Scan the material and copy every line in which "inputs" appears.

(Records supplied):
_ _ _ _

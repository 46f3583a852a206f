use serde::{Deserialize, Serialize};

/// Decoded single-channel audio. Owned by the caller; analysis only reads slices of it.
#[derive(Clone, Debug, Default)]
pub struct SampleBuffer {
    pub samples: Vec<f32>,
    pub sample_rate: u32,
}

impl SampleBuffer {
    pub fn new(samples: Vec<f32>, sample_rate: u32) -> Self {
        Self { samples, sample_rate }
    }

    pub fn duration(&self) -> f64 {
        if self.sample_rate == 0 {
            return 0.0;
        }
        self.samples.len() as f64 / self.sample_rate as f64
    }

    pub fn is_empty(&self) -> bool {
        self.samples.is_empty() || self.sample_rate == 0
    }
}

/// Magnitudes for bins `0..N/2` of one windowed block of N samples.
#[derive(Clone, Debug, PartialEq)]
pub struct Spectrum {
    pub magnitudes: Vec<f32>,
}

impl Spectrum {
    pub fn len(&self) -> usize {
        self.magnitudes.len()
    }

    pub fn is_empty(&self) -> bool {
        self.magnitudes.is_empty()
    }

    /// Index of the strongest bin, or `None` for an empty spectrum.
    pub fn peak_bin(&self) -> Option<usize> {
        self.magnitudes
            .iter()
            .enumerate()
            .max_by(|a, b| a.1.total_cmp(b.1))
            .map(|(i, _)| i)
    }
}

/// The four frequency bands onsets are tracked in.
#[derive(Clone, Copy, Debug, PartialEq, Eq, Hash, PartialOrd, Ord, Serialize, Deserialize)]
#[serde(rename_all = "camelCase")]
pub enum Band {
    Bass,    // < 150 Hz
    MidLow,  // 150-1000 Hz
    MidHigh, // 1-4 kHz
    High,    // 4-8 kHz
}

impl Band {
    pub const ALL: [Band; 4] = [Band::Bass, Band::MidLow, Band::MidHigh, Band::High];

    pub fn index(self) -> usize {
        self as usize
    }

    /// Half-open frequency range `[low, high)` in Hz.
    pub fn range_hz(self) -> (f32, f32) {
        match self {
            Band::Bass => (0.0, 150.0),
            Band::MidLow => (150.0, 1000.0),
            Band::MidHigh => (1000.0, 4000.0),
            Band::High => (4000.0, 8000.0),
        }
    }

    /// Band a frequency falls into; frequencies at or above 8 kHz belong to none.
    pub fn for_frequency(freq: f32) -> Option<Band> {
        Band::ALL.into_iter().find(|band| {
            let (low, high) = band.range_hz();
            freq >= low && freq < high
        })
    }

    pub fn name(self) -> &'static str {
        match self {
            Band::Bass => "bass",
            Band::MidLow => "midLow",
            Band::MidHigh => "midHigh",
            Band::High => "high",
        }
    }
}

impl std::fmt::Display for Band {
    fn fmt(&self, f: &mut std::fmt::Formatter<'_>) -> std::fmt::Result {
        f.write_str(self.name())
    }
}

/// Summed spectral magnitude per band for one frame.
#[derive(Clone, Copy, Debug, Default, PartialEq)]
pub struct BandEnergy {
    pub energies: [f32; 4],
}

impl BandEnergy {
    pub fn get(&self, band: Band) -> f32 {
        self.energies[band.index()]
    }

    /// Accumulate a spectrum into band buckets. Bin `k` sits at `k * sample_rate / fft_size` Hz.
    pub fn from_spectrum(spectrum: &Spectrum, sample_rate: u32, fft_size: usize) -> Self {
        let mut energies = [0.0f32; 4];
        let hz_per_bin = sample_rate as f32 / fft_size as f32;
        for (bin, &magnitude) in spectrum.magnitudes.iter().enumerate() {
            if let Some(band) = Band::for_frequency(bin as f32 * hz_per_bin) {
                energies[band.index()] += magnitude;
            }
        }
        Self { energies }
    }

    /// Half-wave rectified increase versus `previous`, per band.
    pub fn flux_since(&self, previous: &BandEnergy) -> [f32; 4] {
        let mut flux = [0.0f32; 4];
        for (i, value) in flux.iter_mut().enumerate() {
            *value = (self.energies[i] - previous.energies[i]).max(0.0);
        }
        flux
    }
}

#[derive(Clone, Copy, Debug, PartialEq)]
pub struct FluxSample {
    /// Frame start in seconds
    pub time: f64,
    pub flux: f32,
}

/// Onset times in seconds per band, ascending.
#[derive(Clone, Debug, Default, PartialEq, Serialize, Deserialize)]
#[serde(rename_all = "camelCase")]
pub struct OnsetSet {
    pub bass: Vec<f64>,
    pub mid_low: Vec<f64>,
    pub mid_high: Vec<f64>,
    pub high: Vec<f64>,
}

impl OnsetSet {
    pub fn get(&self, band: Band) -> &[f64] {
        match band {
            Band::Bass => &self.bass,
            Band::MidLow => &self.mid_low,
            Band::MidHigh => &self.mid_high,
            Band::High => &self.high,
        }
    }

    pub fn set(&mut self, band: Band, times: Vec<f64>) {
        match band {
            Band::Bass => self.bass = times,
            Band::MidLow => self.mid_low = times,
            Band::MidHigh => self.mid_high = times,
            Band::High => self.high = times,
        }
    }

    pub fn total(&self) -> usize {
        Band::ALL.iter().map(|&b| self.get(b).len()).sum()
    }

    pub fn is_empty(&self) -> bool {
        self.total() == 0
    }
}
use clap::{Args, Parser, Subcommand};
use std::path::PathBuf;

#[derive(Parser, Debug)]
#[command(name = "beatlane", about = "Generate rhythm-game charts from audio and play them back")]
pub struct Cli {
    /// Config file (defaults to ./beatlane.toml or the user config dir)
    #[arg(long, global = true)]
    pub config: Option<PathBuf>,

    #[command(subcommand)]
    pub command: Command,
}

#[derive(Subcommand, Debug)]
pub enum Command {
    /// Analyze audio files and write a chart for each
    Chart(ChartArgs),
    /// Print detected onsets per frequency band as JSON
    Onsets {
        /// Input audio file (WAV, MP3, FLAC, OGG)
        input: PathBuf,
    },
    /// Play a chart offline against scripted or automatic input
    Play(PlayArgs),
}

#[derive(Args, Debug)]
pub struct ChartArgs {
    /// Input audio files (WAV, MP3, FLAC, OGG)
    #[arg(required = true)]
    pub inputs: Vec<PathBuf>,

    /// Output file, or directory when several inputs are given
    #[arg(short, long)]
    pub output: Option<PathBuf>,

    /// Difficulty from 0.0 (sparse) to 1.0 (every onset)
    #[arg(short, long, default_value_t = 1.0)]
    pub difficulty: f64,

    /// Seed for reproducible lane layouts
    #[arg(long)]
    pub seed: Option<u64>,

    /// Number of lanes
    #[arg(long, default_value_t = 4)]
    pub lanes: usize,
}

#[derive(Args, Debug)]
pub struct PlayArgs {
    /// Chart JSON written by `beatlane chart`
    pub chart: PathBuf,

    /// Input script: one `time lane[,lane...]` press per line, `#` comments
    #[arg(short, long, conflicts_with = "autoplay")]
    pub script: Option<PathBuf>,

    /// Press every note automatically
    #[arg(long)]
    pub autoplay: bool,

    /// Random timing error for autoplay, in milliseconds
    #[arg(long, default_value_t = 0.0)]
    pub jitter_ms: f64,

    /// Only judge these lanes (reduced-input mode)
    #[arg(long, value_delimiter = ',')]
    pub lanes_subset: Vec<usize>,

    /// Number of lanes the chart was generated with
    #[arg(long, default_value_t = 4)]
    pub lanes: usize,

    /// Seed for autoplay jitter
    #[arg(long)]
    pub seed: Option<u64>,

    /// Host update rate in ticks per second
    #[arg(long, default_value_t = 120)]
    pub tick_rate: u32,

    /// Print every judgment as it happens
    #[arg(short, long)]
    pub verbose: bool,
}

_ _ _ _

(Reply to the task):
    pub inputs: Vec<PathBuf>,
    /// Output file, or directory when several inputs are given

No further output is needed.